What you can do if you are still on old iOS
There is a narrow set of actions worth taking before accepting that the device is at end-of-useful-life. None of them solve the problem, but they postpone the worst of it.
- Use the mobile web instead of the native app. Twitter/X, Instagram, and most banking sites have web versions that run in Safari without requiring the latest iOS. The web client is usually a generation behind the native app in features but is far more forgiving on minimum OS version.
- Lock in the last working version. If you previously downloaded an older version of an app, Apple’s “purchased” tab in the App Store sometimes lets you re-download the last-compatible build. This is fragile and getting more so, but worth checking.
- Set up a second device for the critical apps. If banking, two-factor codes, or work apps are the only thing you need a modern OS for, consider a cheap second-hand iPhone (the SE 2 or SE 3 are still under $200 used as of 2026) running iOS 18 just for those apps.
- Plan the upgrade window. If your iPhone is currently locked out of one or two apps, expect the lockout to widen. The right time to upgrade is before the next round of apps cuts your version, not after.
Our guides on speeding up older iPhones and iOS tips for current users cover the longer-term maintenance side.

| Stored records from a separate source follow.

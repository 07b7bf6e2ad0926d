//! # Rackfill
//!
//! A deterministic warehouse slot allocation engine for cut-part
//! inventory.
//!
//! ## Design Principles
//!
//! - **Single-Writer**: One owner drives a batch exclusively (no locks)
//! - **Deterministic**: Identical snapshot + inputs always select the
//!   same slot; ranges are walked in declared ascending order
//! - **Pure Core**: The allocator never performs I/O; persistence of a
//!   placement is the caller's responsibility
//! - **Overlay Accounting**: Batch-local reservations keep sequential
//!   allocations consistent before anything is committed
//!
//! ## Architecture
//!
//! ```text
//! [Intake (import/manual)] --> [Commands] --> [Engine (per batch)]
//!                                                   |
//!                              [Assigned / Skipped Events] --> [Store]
//! ```

pub mod allocator;
pub mod category;
pub mod engine;
pub mod import;
pub mod occupancy;
pub mod parts;
pub mod request;
pub mod slot;

// Re-exports for convenience
pub use allocator::{Allocator, Placement, PAIRED_LAYER_CAP};
pub use category::{Category, RoutingTable};
pub use engine::Engine;
pub use import::CutPlanRow;
pub use occupancy::{OccupancySnapshot, Overlay};
pub use parts::PartsCatalog;
pub use request::{
    Assigned, Command, OutputEvent, PartCode, PlaceRequest, ProjectCode, SkipReason, Skipped,
};
pub use slot::{SlotCatalog, SlotId, SlotRecord, SlotStatus, DEFAULT_SLOT_LIMIT};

For people about to upgrade and trying to read the lineup, the iPhone evolution timeline and iPhone 14 retrospective are useful starting points.
FAQ
Can you use Twitter (X) on an iPhone 6 in 2026?
Not through the native app — X’s current iOS minimum is iOS 15, and the iPhone 6 can’t go past iOS 12. The mobile web at x.com still loads in Safari on iPhone 6, with the usual caveat that mobile-web X is a feature generation behind the native app.

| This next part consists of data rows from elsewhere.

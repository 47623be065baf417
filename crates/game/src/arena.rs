use glam::IVec2;
use serde::{Deserialize, Serialize};

pub const DEFAULT_WIDTH: i32 = 800;
pub const DEFAULT_HEIGHT: i32 = 600;

pub const DIRECTION_UP: i32 = -1;
pub const DIRECTION_DOWN: i32 = 1;
pub const DIRECTION_LEFT: i32 = -1;
pub const DIRECTION_RIGHT: i32 = 1;

/// Axis-aligned rectangle in arena pixels.
#[derive(Debug, Clone, Copy, PartialEq, Eq, Hash, Default, Serialize, Deserialize)]
pub struct Rect {
    pub x: i32,
    pub y: i32,
    pub w: i32,
    pub h: i32,
}

impl Rect {
    pub const fn new(x: i32, y: i32, w: i32, h: i32) -> Self {
        Self { x, y, w, h }
    }

    pub fn position(&self) -> IVec2 {
        IVec2::new(self.x, self.y)
    }

    pub fn with_position(self, position: IVec2) -> Self {
        Self {
            x: position.x,
            y: position.y,
            ..self
        }
    }

    pub fn translated(self, delta: IVec2) -> Self {
        self.with_position(self.position() + delta)
    }

    pub fn right(&self) -> i32 {
        self.x + self.w
    }

    pub fn bottom(&self) -> i32 {
        self.y + self.h
    }

    /// Strict overlap test; rectangles that only share an edge do not intersect.
    pub fn intersects(&self, other: &Rect) -> bool {
        if self.w <= 0 || self.h <= 0 || other.w <= 0 || other.h <= 0 {
            return false;
        }
        self.x < other.right()
            && other.x < self.right()
            && self.y < other.bottom()
            && other.y < self.bottom()
    }
}

/// Static field geometry shared by both nodes.
#[derive(Debug, Clone, Copy, PartialEq, Eq)]
pub struct Arena {
    pub width: i32,
    pub height: i32,
    pub box_size: i32,
    pub edge_offset: i32,
    pub paddle_height: i32,
    pub top_wall: Rect,
    pub bottom_wall: Rect,
    pub left_goal: Rect,
    pub right_goal: Rect,
}

impl Default for Arena {
    fn default() -> Self {
        Self::new(DEFAULT_WIDTH, DEFAULT_HEIGHT)
    }
}

impl Arena {
    pub fn new(width: i32, height: i32) -> Self {
        let box_size = height / 30;
        let edge_offset = height / 20;
        let paddle_height = height / 6;

        Self {
            width,
            height,
            box_size,
            edge_offset,
            paddle_height,
            top_wall: Rect::new(0, 0, width, box_size),
            bottom_wall: Rect::new(0, height - box_size, width, box_size),
            left_goal: Rect::new(-1000, 0, 1000 - box_size, height),
            right_goal: Rect::new(width + box_size, 0, 1000, height),
        }
    }

    pub fn left_paddle_start(&self) -> Rect {
        Rect::new(
            self.edge_offset,
            self.height / 2 - self.paddle_height / 2,
            self.box_size,
            self.paddle_height,
        )
    }

    pub fn right_paddle_start(&self) -> Rect {
        Rect::new(
            self.width - self.edge_offset - self.box_size,
            self.height / 2 - self.paddle_height / 2,
            self.box_size,
            self.paddle_height,
        )
    }

    pub fn ball_start(&self) -> Rect {
        Rect::new(
            self.width / 2 - self.box_size / 2,
            self.height / 2 - self.box_size / 2,
            self.box_size,
            self.box_size,
        )
    }

    /// Whether `rect` lies on the field, goal areas included.
    pub fn admits(&self, rect: Rect) -> bool {
        rect.x >= self.left_goal.x
            && rect.x <= self.right_goal.right() - rect.w
            && rect.y >= 0
            && rect.y <= self.height - rect.h
    }

    /// Keeps a paddle between the two walls.
    pub fn clamp_paddle(&self, paddle: Rect) -> Rect {
        if paddle.intersects(&self.top_wall) {
            Rect {
                y: self.top_wall.bottom(),
                ..paddle
            }
        } else if paddle.intersects(&self.bottom_wall) {
            Rect {
                y: self.bottom_wall.y - paddle.h,
                ..paddle
            }
        } else {
            paddle
        }
    }
}

#[cfg(test)]
mod tests {
    use super::*;

    #[test]
    fn default_geometry_matches_reference_field() {
        let arena = Arena::default();

        assert_eq!(arena.box_size, 20);
        assert_eq!(arena.edge_offset, 30);
        assert_eq!(arena.paddle_height, 100);
        assert_eq!(arena.left_paddle_start(), Rect::new(30, 250, 20, 100));
        assert_eq!(arena.right_paddle_start(), Rect::new(750, 250, 20, 100));
        assert_eq!(arena.ball_start(), Rect::new(390, 290, 20, 20));
        assert_eq!(arena.left_goal, Rect::new(-1000, 0, 980, 600));
        assert_eq!(arena.right_goal, Rect::new(820, 0, 1000, 600));
    }

    #[test]
    fn touching_edges_do_not_intersect() {
        let a = Rect::new(0, 0, 10, 10);
        assert!(!a.intersects(&Rect::new(10, 0, 10, 10)));
        assert!(a.intersects(&Rect::new(9, 9, 10, 10)));
    }

    #[test]
    fn paddle_is_clamped_between_walls() {
        let arena = Arena::default();
        let paddle = arena.left_paddle_start();

        let high = arena.clamp_paddle(Rect { y: 5, ..paddle });
        assert_eq!(high.y, arena.top_wall.bottom());

        let low = arena.clamp_paddle(Rect { y: 560, ..paddle });
        assert_eq!(low.y, arena.bottom_wall.y - paddle.h);
    }

    #[test]
    fn admits_only_positions_on_the_field() {
        let arena = Arena::default();
        let ball = arena.ball_start();

        assert!(arena.admits(ball));
        assert!(arena.admits(Rect { x: 900, ..ball }));
        assert!(!arena.admits(Rect { y: 590, ..ball }));
        assert!(!arena.admits(Rect { x: i32::MAX, ..ball }));
        assert!(!arena.admits(Rect { y: i32::MIN, ..ball }));
    }
}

Why do apps drop support for old iOS versions?
Two main reasons. The official one is engineering cost — every older iOS version a team supports adds testing surface and limits which Apple frameworks the app can use. The implicit one is monetization — users still on phones from 2014 are, on average, lower-revenue per user, and the engineering hours don’t pay back.

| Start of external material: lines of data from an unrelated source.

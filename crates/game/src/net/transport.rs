use std::io::{self, Read, Write};
use std::net::{
    Ipv4Addr, Ipv6Addr, SocketAddr, TcpListener, TcpStream, ToSocketAddrs, UdpSocket,
};
use std::time::{Duration, Instant};

use bytes::{Buf, Bytes, BytesMut};
use serde::{Deserialize, Serialize};

use super::framing::Framing;
use super::protocol::MAX_MESSAGE_SIZE;

const ACCEPT_POLL_INTERVAL: Duration = Duration::from_millis(10);
const DEFAULT_IDLE_TIMEOUT_SECS: u64 = 120;
/// Unsent bytes tolerated while the peer is not reading.
const MAX_PENDING_OUTBOUND: usize = MAX_MESSAGE_SIZE * 128;

#[derive(Debug, thiserror::Error)]
pub enum TransportError {
    #[error("i/o error: {0}")]
    Io(#[from] io::Error),
    #[error("could not resolve `{0}`")]
    Resolve(String),
    #[error("no peer connected within {0:?}")]
    AcceptTimeout(Duration),
    #[error("connection to the peer was lost")]
    Disconnected,
    #[error("nothing received from the peer for {0:?}")]
    PeerTimeout(Duration),
    #[error("datagram of {len} bytes exceeds the {max} byte limit")]
    DatagramTooLarge { len: usize, max: usize },
}

#[derive(Debug, Clone, Copy, PartialEq, Eq, Hash, Serialize, Deserialize)]
#[serde(rename_all = "snake_case")]
pub enum TransportKind {
    Tcp,
    Udp,
}

impl TransportKind {
    pub fn default_framing(self) -> Framing {
        match self {
            Self::Tcp => Framing::LengthPrefixed,
            Self::Udp => Framing::Datagram,
        }
    }
}

/// Bidirectional byte channel to the single remote peer.
///
/// `try_recv` never blocks. It returns `Ok(None)` when nothing is readable
/// and an error once the peer is gone.
pub trait Transport {
    fn kind(&self) -> TransportKind;

    fn send(&mut self, bytes: &[u8]) -> Result<(), TransportError>;

    fn try_recv(&mut self) -> Result<Option<Bytes>, TransportError>;

    fn peer_addr(&self) -> Option<SocketAddr> {
        None
    }

    /// How long a silent peer is tolerated. Only meaningful for transports
    /// without a connection state of their own.
    fn set_idle_timeout(&mut self, _timeout: Duration) {}
}

impl<T: Transport + ?Sized> Transport for Box<T> {
    fn kind(&self) -> TransportKind {
        (**self).kind()
    }

    fn send(&mut self, bytes: &[u8]) -> Result<(), TransportError> {
        (**self).send(bytes)
    }

    fn try_recv(&mut self) -> Result<Option<Bytes>, TransportError> {
        (**self).try_recv()
    }

    fn peer_addr(&self) -> Option<SocketAddr> {
        (**self).peer_addr()
    }

    fn set_idle_timeout(&mut self, timeout: Duration) {
        (**self).set_idle_timeout(timeout)
    }
}

fn resolve<A: ToSocketAddrs + std::fmt::Display>(addr: A) -> Result<SocketAddr, TransportError> {
    let display = addr.to_string();
    addr.to_socket_addrs()
        .map_err(|_| TransportError::Resolve(display.clone()))?
        .next()
        .ok_or(TransportError::Resolve(display))
}

/// Server side of the connection handshake: bound, waiting for exactly one
/// peer.
pub enum Listener {
    Tcp(TcpListener),
    Udp(UdpSocket),
}

impl Listener {
    pub fn bind<A: ToSocketAddrs + std::fmt::Display>(
        kind: TransportKind,
        addr: A,
    ) -> Result<Self, TransportError> {
        let addr = resolve(addr)?;
        Ok(match kind {
            TransportKind::Tcp => Self::Tcp(TcpListener::bind(addr)?),
            TransportKind::Udp => Self::Udp(UdpSocket::bind(addr)?),
        })
    }

    pub fn local_addr(&self) -> Result<SocketAddr, TransportError> {
        Ok(match self {
            Self::Tcp(listener) => listener.local_addr()?,
            Self::Udp(socket) => socket.local_addr()?,
        })
    }

    /// Blocks until one peer shows up or `timeout` elapses. The listening
    /// socket is consumed so no second peer can join.
    pub fn accept(self, timeout: Duration) -> Result<Box<dyn Transport>, TransportError> {
        match self {
            Self::Tcp(listener) => Ok(Box::new(TcpTransport::accept(listener, timeout)?)),
            Self::Udp(socket) => Ok(Box::new(UdpTransport::accept(socket, timeout)?)),
        }
    }
}

/// Client side of the connection handshake.
pub fn connect<A: ToSocketAddrs + std::fmt::Display>(
    kind: TransportKind,
    addr: A,
    timeout: Duration,
) -> Result<Box<dyn Transport>, TransportError> {
    let addr = resolve(addr)?;
    match kind {
        TransportKind::Tcp => Ok(Box::new(TcpTransport::connect(addr, timeout)?)),
        TransportKind::Udp => Ok(Box::new(UdpTransport::connect(addr)?)),
    }
}

/// Ordered byte stream. Writes that would block are queued and flushed on the
/// next call.
pub struct TcpTransport {
    stream: TcpStream,
    peer: SocketAddr,
    outbound: BytesMut,
    recv_buffer: [u8; MAX_MESSAGE_SIZE],
}

impl TcpTransport {
    pub fn connect(addr: SocketAddr, timeout: Duration) -> Result<Self, TransportError> {
        log::info!("Connecting to {} over TCP", addr);
        let stream = TcpStream::connect_timeout(&addr, timeout)?;
        Self::from_stream(stream)
    }

    fn accept(listener: TcpListener, timeout: Duration) -> Result<Self, TransportError> {
        listener.set_nonblocking(true)?;
        log::info!("Waiting for a peer on {} (TCP)", listener.local_addr()?);

        let deadline = Instant::now() + timeout;
        loop {
            match listener.accept() {
                Ok((stream, addr)) => {
                    log::info!("Peer {} joined", addr);
                    stream.set_nonblocking(false)?;
                    return Self::from_stream(stream);
                }
                Err(ref e) if e.kind() == io::ErrorKind::WouldBlock => {
                    if Instant::now() >= deadline {
                        return Err(TransportError::AcceptTimeout(timeout));
                    }
                    std::thread::sleep(ACCEPT_POLL_INTERVAL);
                }
                Err(e) => return Err(e.into()),
            }
        }
    }

    fn from_stream(stream: TcpStream) -> Result<Self, TransportError> {
        stream.set_nodelay(true)?;
        stream.set_nonblocking(true)?;
        let peer = stream.peer_addr()?;

        Ok(Self {
            stream,
            peer,
            outbound: BytesMut::with_capacity(MAX_MESSAGE_SIZE),
            recv_buffer: [0u8; MAX_MESSAGE_SIZE],
        })
    }

    pub fn pending_outbound(&self) -> usize {
        self.outbound.len()
    }

    fn flush(&mut self) -> Result<(), TransportError> {
        while !self.outbound.is_empty() {
            match self.stream.write(&self.outbound) {
                Ok(0) => return Err(TransportError::Disconnected),
                Ok(n) => self.outbound.advance(n),
                Err(ref e) if e.kind() == io::ErrorKind::WouldBlock => break,
                Err(ref e) if e.kind() == io::ErrorKind::Interrupted => continue,
                Err(e) => return Err(map_stream_error(e)),
            }
        }
        Ok(())
    }
}

fn map_stream_error(error: io::Error) -> TransportError {
    match error.kind() {
        io::ErrorKind::ConnectionReset
        | io::ErrorKind::ConnectionAborted
        | io::ErrorKind::BrokenPipe
        | io::ErrorKind::UnexpectedEof => TransportError::Disconnected,
        _ => TransportError::Io(error),
    }
}

impl Transport for TcpTransport {
    fn kind(&self) -> TransportKind {
        TransportKind::Tcp
    }

    fn send(&mut self, bytes: &[u8]) -> Result<(), TransportError> {
        if self.outbound.len() + bytes.len() > MAX_PENDING_OUTBOUND {
            self.flush()?;
            if self.outbound.len() + bytes.len() > MAX_PENDING_OUTBOUND {
                log::warn!(
                    "Peer {} stopped reading with {} bytes queued",
                    self.peer,
                    self.outbound.len()
                );
                return Err(TransportError::Disconnected);
            }
        }
        self.outbound.extend_from_slice(bytes);
        self.flush()
    }

    fn try_recv(&mut self) -> Result<Option<Bytes>, TransportError> {
        self.flush()?;
        match self.stream.read(&mut self.recv_buffer) {
            Ok(0) => Err(TransportError::Disconnected),
            Ok(n) => Ok(Some(Bytes::copy_from_slice(&self.recv_buffer[..n]))),
            Err(ref e)
                if e.kind() == io::ErrorKind::WouldBlock || e.kind() == io::ErrorKind::Interrupted =>
            {
                Ok(None)
            }
            Err(e) => Err(map_stream_error(e)),
        }
    }

    fn peer_addr(&self) -> Option<SocketAddr> {
        Some(self.peer)
    }
}

/// Connected UDP socket: one message per datagram, best-effort delivery.
pub struct UdpTransport {
    socket: UdpSocket,
    peer: SocketAddr,
    pending: Option<Bytes>,
    recv_buffer: [u8; MAX_MESSAGE_SIZE],
    last_receive_time: Instant,
    idle_timeout: Duration,
}

impl UdpTransport {
    pub fn connect(addr: SocketAddr) -> Result<Self, TransportError> {
        let local: SocketAddr = if addr.is_ipv4() {
            (Ipv4Addr::UNSPECIFIED, 0).into()
        } else {
            (Ipv6Addr::UNSPECIFIED, 0).into()
        };
        let socket = UdpSocket::bind(local)?;
        socket.connect(addr)?;
        socket.set_nonblocking(true)?;
        log::info!("Sending to {} over UDP from {}", addr, socket.local_addr()?);

        Ok(Self::new(socket, addr, None))
    }

    /// The first datagram names the peer; the socket is then connected to it
    /// and everything else is filtered out by the OS.
    fn accept(socket: UdpSocket, timeout: Duration) -> Result<Self, TransportError> {
        log::info!("Waiting for a peer on {} (UDP)", socket.local_addr()?);
        socket.set_read_timeout(Some(timeout))?;

        let mut buffer = [0u8; MAX_MESSAGE_SIZE];
        let (size, peer) = match socket.recv_from(&mut buffer) {
            Ok(received) => received,
            Err(ref e)
                if e.kind() == io::ErrorKind::WouldBlock || e.kind() == io::ErrorKind::TimedOut =>
            {
                return Err(TransportError::AcceptTimeout(timeout));
            }
            Err(e) => return Err(e.into()),
        };

        socket.connect(peer)?;
        socket.set_read_timeout(None)?;
        socket.set_nonblocking(true)?;
        log::info!("Peer {} joined", peer);

        Ok(Self::new(
            socket,
            peer,
            Some(Bytes::copy_from_slice(&buffer[..size])),
        ))
    }

    fn new(socket: UdpSocket, peer: SocketAddr, pending: Option<Bytes>) -> Self {
        Self {
            socket,
            peer,
            pending,
            recv_buffer: [0u8; MAX_MESSAGE_SIZE],
            last_receive_time: Instant::now(),
            idle_timeout: Duration::from_secs(DEFAULT_IDLE_TIMEOUT_SECS),
        }
    }

    pub fn local_addr(&self) -> Result<SocketAddr, TransportError> {
        Ok(self.socket.local_addr()?)
    }
}

impl Transport for UdpTransport {
    fn kind(&self) -> TransportKind {
        TransportKind::Udp
    }

    fn send(&mut self, bytes: &[u8]) -> Result<(), TransportError> {
        if bytes.len() > MAX_MESSAGE_SIZE {
            return Err(TransportError::DatagramTooLarge {
                len: bytes.len(),
                max: MAX_MESSAGE_SIZE,
            });
        }
        match self.socket.send(bytes) {
            Ok(_) => Ok(()),
            Err(ref e) if e.kind() == io::ErrorKind::WouldBlock => {
                log::trace!("UDP send buffer full, datagram dropped");
                Ok(())
            }
            Err(ref e) if e.kind() == io::ErrorKind::ConnectionRefused => {
                Err(TransportError::Disconnected)
            }
            Err(e) => Err(e.into()),
        }
    }

    fn try_recv(&mut self) -> Result<Option<Bytes>, TransportError> {
        if let Some(datagram) = self.pending.take() {
            return Ok(Some(datagram));
        }
        match self.socket.recv(&mut self.recv_buffer) {
            Ok(size) => {
                self.last_receive_time = Instant::now();
                Ok(Some(Bytes::copy_from_slice(&self.recv_buffer[..size])))
            }
            Err(ref e) if e.kind() == io::ErrorKind::WouldBlock => {
                if self.last_receive_time.elapsed() > self.idle_timeout {
                    Err(TransportError::PeerTimeout(self.idle_timeout))
                } else {
                    Ok(None)
                }
            }
            Err(ref e) if e.kind() == io::ErrorKind::ConnectionRefused => {
                Err(TransportError::Disconnected)
            }
            Err(e) => Err(e.into()),
        }
    }

    fn peer_addr(&self) -> Option<SocketAddr> {
        Some(self.peer)
    }

    fn set_idle_timeout(&mut self, timeout: Duration) {
        self.idle_timeout = timeout;
    }
}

What is the highest iOS version the iPhone 6 supports?
iOS 12.5.7 is the final supported release for the iPhone 6 and iPhone 5s. Apple shipped that update in January 2023 as a security patch for legacy devices. Newer iOS versions cannot install on those models.
Is software-imposed obsolescence actually an environmental problem?
The UN’s Global E-waste Monitor data suggests yes — global e-waste volumes have continued rising even as hardware durability has improved. Devices are being discarded for software-compatibility reasons before hardware failure. The EU’s right-to-repair regulations address hardware longevity but cannot force individual app developers to keep supporting older OS versions, which is where most of the practical force of obsolescence sits.
What’s the most affordable replacement for an iPhone 6 in 2026?
At new-device pricing, the iPhone 16e at $599 is Apple’s lowest-cost current model. For used, the iPhone SE (3rd gen) from 2022 — still on full iOS 18 support — is widely available under $200 from reputable refurbishers. The SE 3 will likely get one or two more iOS major versions before it follows the iPhone 6 into the same trap.